Bietigheim-Bissingen / bz

Die Stiftung für Umwelt Bietigheim-Bissingen hat sich aufgelöst. Damit endet ein fast 30-jähriges bürgerschaftliches Engagement in der Stadt. Das teilt Manfred Sommer, ehemaliges Mitglied des Stiftungsvorstands, mit. Das Stiftungsvermögen von rund 32 000 Euro geht allerdings nicht verloren, sondern fließt als Zustiftungen an die Bietigheim-Bissinger Stiftungen Hospiz und Diakoniestation.

Der Umweltstiftung sei es nicht anders ergangenen, als mancher anderen kleinen Stiftung auch, teilt Manfred Sommer zu den Gründen für das Stiftungsende mit. Sie habe bei den derzeitigen niedrigen Bankzinsen ihre Stiftungsziele nicht mehr erreichen können. Mit Beschluss ihres Vorstands und mit Genehmigung des Regierungspräsidiums habe sie sich daher aufgelöst.

Initialzündung: Müllverbrennung

Die Vorgeschichte der Umweltstiftung begann mit der Gründung der „Bürgerinitiative für Müllvermeidung – gegen Müllverbrennung Bietigheim-Bissingen“ 1989, als der Landkreis Ludwigsburg auf einem Teil des heutigen Golfplatzgeländes Mon­repos eine Müllverbrenn­-
ungs­anlage bauen wollte. Der Bürgerinitiative sei es um ein besseres Müllkonzept, um Müllvermeidung und um eine gefahrlose Abfallbeseitigung gegangen, so Sommer. Unter dem Vorsitz von Professor Ernst Lober setzten sich Mitglieder der Initiative in Aufklärungsaktionen auf Wochenmärkten, in Podiumsdiskussionen, sogar in einem Müllkabarett dafür ein, die gesetzten Ziele zu erreichen. 1991 wurden die Verdienste der Bürgerinitiative um Natur und Umwelt mit dem Umweltpreis der Stadt Bietigheim-Bissingen und im gleichen Jahr mit dem Umweltpreis des Landkreises Ludwigsburg gewürdigt.

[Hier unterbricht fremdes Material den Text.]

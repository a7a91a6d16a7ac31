//! Worker pool draining a [`WorkQueue`].

use std::panic::{catch_unwind, AssertUnwindSafe};
use std::sync::atomic::{AtomicBool, Ordering};
use std::sync::Arc;
use std::thread::{self, JoinHandle};
use std::time::{Duration, Instant};

use tracing::{debug, error, info, warn};

use super::error::HandlerError;
use crate::queue::{WorkItem, WorkQueue};

/// Pause after a dequeue error so a broken store is not hammered.
const ERROR_PAUSE: Duration = Duration::from_millis(10);
const DRAIN_CHECK: Duration = Duration::from_millis(5);

type Handler<T> = dyn Fn(&T) -> Result<(), HandlerError> + Send + Sync;

/// Statistics from a dispatcher's workers.
#[derive(Debug, Default, Clone, PartialEq, Eq)]
pub struct DispatchStats {
    pub handled: usize,
    pub failed: usize,
    pub polls: usize,
    pub commit_errors: usize,
    pub dequeue_errors: usize,
    /// Items still queued when a drain gave up.
    pub left_behind: usize,
}

impl DispatchStats {
    fn merge(&mut self, other: DispatchStats) {
        self.handled += other.handled;
        self.failed += other.failed;
        self.polls += other.polls;
        self.commit_errors += other.commit_errors;
        self.dequeue_errors += other.dequeue_errors;
    }
}

/// Runs a handler over every item of a queue on `max_in_flight` threads.
///
/// ## Example
///
/// ```ignore
/// let handle = Dispatcher::new(queue.clone(), |envelope: &Envelope| {
///     broker.publish(envelope.type_name(), envelope)?;
///     Ok(())
/// })
/// .with_max_in_flight(1)
/// .start();
///
/// // ... enqueue work ...
///
/// let stats = handle.drain_and_stop(Duration::from_secs(5));
/// println!("handled {} items", stats.handled);
/// ```
pub struct Dispatcher<Q: WorkQueue> {
    queue: Arc<Q>,
    handler: Arc<Handler<Q::Item>>,
    max_in_flight: usize,
    name: String,
}

impl<Q: WorkQueue + 'static> Dispatcher<Q> {
    pub fn new<F>(queue: Arc<Q>, handler: F) -> Self
    where
        F: Fn(&Q::Item) -> Result<(), HandlerError> + Send + Sync + 'static,
    {
        Self {
            queue,
            handler: Arc::new(handler),
            max_in_flight: 1,
            name: "dispatcher".to_string(),
        }
    }

    /// Number of worker threads, at least one.
    pub fn with_max_in_flight(mut self, max_in_flight: usize) -> Self {
        self.max_in_flight = max_in_flight.max(1);
        self
    }

    /// Thread name prefix, also used in log fields.
    pub fn with_name(mut self, name: impl Into<String>) -> Self {
        self.name = name.into();
        self
    }

    pub fn start(self) -> DispatcherHandle<Q> {
        let stop = Arc::new(AtomicBool::new(false));
        let mut workers = Vec::with_capacity(self.max_in_flight);

        for index in 0..self.max_in_flight {
            let worker = Worker {
                queue: Arc::clone(&self.queue),
                handler: Arc::clone(&self.handler),
                stop: Arc::clone(&stop),
                name: self.name.clone(),
            };
            let spawned = thread::Builder::new()
                .name(format!("{}-{}", self.name, index))
                .spawn(move || worker.run());
            match spawned {
                Ok(handle) => workers.push(handle),
                Err(err) => error!(dispatcher = %self.name, error = %err, "failed to spawn worker"),
            }
        }

        info!(dispatcher = %self.name, workers = workers.len(), "dispatcher started");
        DispatcherHandle {
            queue: self.queue,
            stop,
            workers,
            name: self.name,
        }
    }
}

struct Worker<Q: WorkQueue> {
    queue: Arc<Q>,
    handler: Arc<Handler<Q::Item>>,
    stop: Arc<AtomicBool>,
    name: String,
}

impl<Q: WorkQueue> Worker<Q> {
    fn run(self) -> DispatchStats {
        let mut stats = DispatchStats::default();

        while !self.stop.load(Ordering::Acquire) {
            stats.polls += 1;

            match self.queue.try_dequeue() {
                Ok(WorkItem::Ready(pending)) => {
                    let outcome = catch_unwind(AssertUnwindSafe(|| (self.handler)(pending.item())));
                    match outcome {
                        Ok(Ok(())) => match pending.commit() {
                            Ok(()) => {
                                stats.handled += 1;
                                self.queue.on_handler_succeeded();
                            }
                            Err(err) => {
                                stats.commit_errors += 1;
                                warn!(dispatcher = %self.name, error = %err, "commit failed");
                            }
                        },
                        Ok(Err(err)) => {
                            warn!(dispatcher = %self.name, error = %err, "handler failed, item requeued");
                            pending.abort();
                            stats.failed += 1;
                            self.queue.on_handler_failed();
                        }
                        Err(_) => {
                            error!(dispatcher = %self.name, "handler panicked, item requeued");
                            pending.abort();
                            stats.failed += 1;
                            self.queue.on_handler_failed();
                        }
                    }
                }
                Ok(WorkItem::Empty) => {
                    if !self.stop.load(Ordering::Acquire) {
                        self.queue.ready();
                    }
                }
                Err(err) => {
                    stats.dequeue_errors += 1;
                    warn!(dispatcher = %self.name, error = %err, "dequeue failed");
                    self.queue.on_handler_failed();
                    thread::sleep(ERROR_PAUSE);
                }
            }
        }

        debug!(dispatcher = %self.name, ?stats, "worker stopped");
        stats
    }
}

/// Running dispatcher. Stop it to collect statistics; dropping it only
/// signals the workers.
pub struct DispatcherHandle<Q: WorkQueue> {
    queue: Arc<Q>,
    stop: Arc<AtomicBool>,
    workers: Vec<JoinHandle<DispatchStats>>,
    name: String,
}

impl<Q: WorkQueue> DispatcherHandle<Q> {
    pub fn queue(&self) -> &Arc<Q> {
        &self.queue
    }

    /// Signal the workers to stop without waiting.
    pub fn signal_stop(&self) {
        self.stop.store(true, Ordering::Release);
    }

    pub fn is_stopping(&self) -> bool {
        self.stop.load(Ordering::Acquire)
    }

    /// Stop issuing dequeues and wait for in-flight items to finish.
    pub fn stop(mut self) -> DispatchStats {
        self.signal_stop();
        let mut total = DispatchStats::default();
        for worker in self.workers.drain(..) {
            match worker.join() {
                Ok(stats) => total.merge(stats),
                Err(_) => error!(dispatcher = %self.name, "worker thread panicked"),
            }
        }
        info!(dispatcher = %self.name, handled = total.handled, failed = total.failed, "dispatcher stopped");
        total
    }

    /// Wait up to `timeout` for the queue to empty, then stop.
    pub fn drain_and_stop(self, timeout: Duration) -> DispatchStats {
        let deadline = Instant::now() + timeout;
        while !self.queue.is_empty() && Instant::now() < deadline {
            thread::sleep(DRAIN_CHECK);
        }
        let queue = Arc::clone(&self.queue);
        let mut stats = self.stop();
        stats.left_behind = queue.len();
        if stats.left_behind > 0 {
            warn!(left_behind = stats.left_behind, "stopped before the queue drained");
        }
        stats
    }
}

impl<Q: WorkQueue> Drop for DispatcherHandle<Q> {
    fn drop(&mut self) {
        self.stop.store(true, Ordering::Release);
    }
}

Das Engagement war nicht umsonst: Die Müllverbrennungsanlage wurde schließlich 1998 ad acta gelegt. Damit, so Sommer, habe die Initiative ihre Ziele im Wesentlichen als erreicht angesehen. Die für etwaige gerichtliche Auseinandersetzungen angesparten Mittel wurden nun in die 1998 gegründete Stiftung für Umwelt Bietigheim-Bissingen eingebracht. Vorsitzender war erneut Ernst Lober. Die in der Satzung festgelegten Ziele waren der Schutz der natürlichen Lebensgrundlagen, die Förderung des Umweltbewusstseins und die Schonung der Umwelt.

Mit der Verleihung von Umweltpreisen an Einzelpersonen, Schulen und umweltorientierte Einrichtungen wurden entsprechende Verdienste gewürdigt. Damit sollte in der Öffentlichkeit „zum Weitermachen im Bemühen um eine gesunde Umwelt“ geworben und zum Nachahmen motiviert werden, so Sommer.

Die Liste der Preisträger ist lang. Sie reicht vom Forstmann und Stadtrat Dr. Hans HalIa und dem im Wanderwesen und in vielen Aktionen um die Stadtentwicklung tätig gewesenen Karl Huber bis zu dem Vorsitzenden des Bezirksimkervereins Erich Schilling und dem Bietigheimer Apfelsaftverein. Die Abfallverwertungsgesellschaft des Landkreises Ludwigsburg gehörte für ihre Verdienste um eine umweltgerechte Abfallverwertung ebenfalls zu den Preisträgern.

Auch bei kommunalen Entscheidungen habe die Umweltstiftung Anstöße für Maßnahmen zum Schutz der natürlichen Lebensgrundlagen geben wollen, berichtet Manfred Sommer. So habe sie sich etwa in Sachen Feinstaubmessungen, Luftverschmutzung, Lärmbelästigung und Landschaftsverbrauch an die Stadt gewandt.

30 Jahre Einsatz für Umwelt

Nun, nach 30 Jahren Einsatz für bürgerschaftliche Ziele und die Förderung des Umweltbewusstseins, haben die Vorstandsmitglieder der Bürgerinitiative und der Umweltstiftung einen Schlussstrich gezogen. Das Vermögen wurde als Zustiftungen an die Stiftungen Hospiz und Diakoniestation übergeben.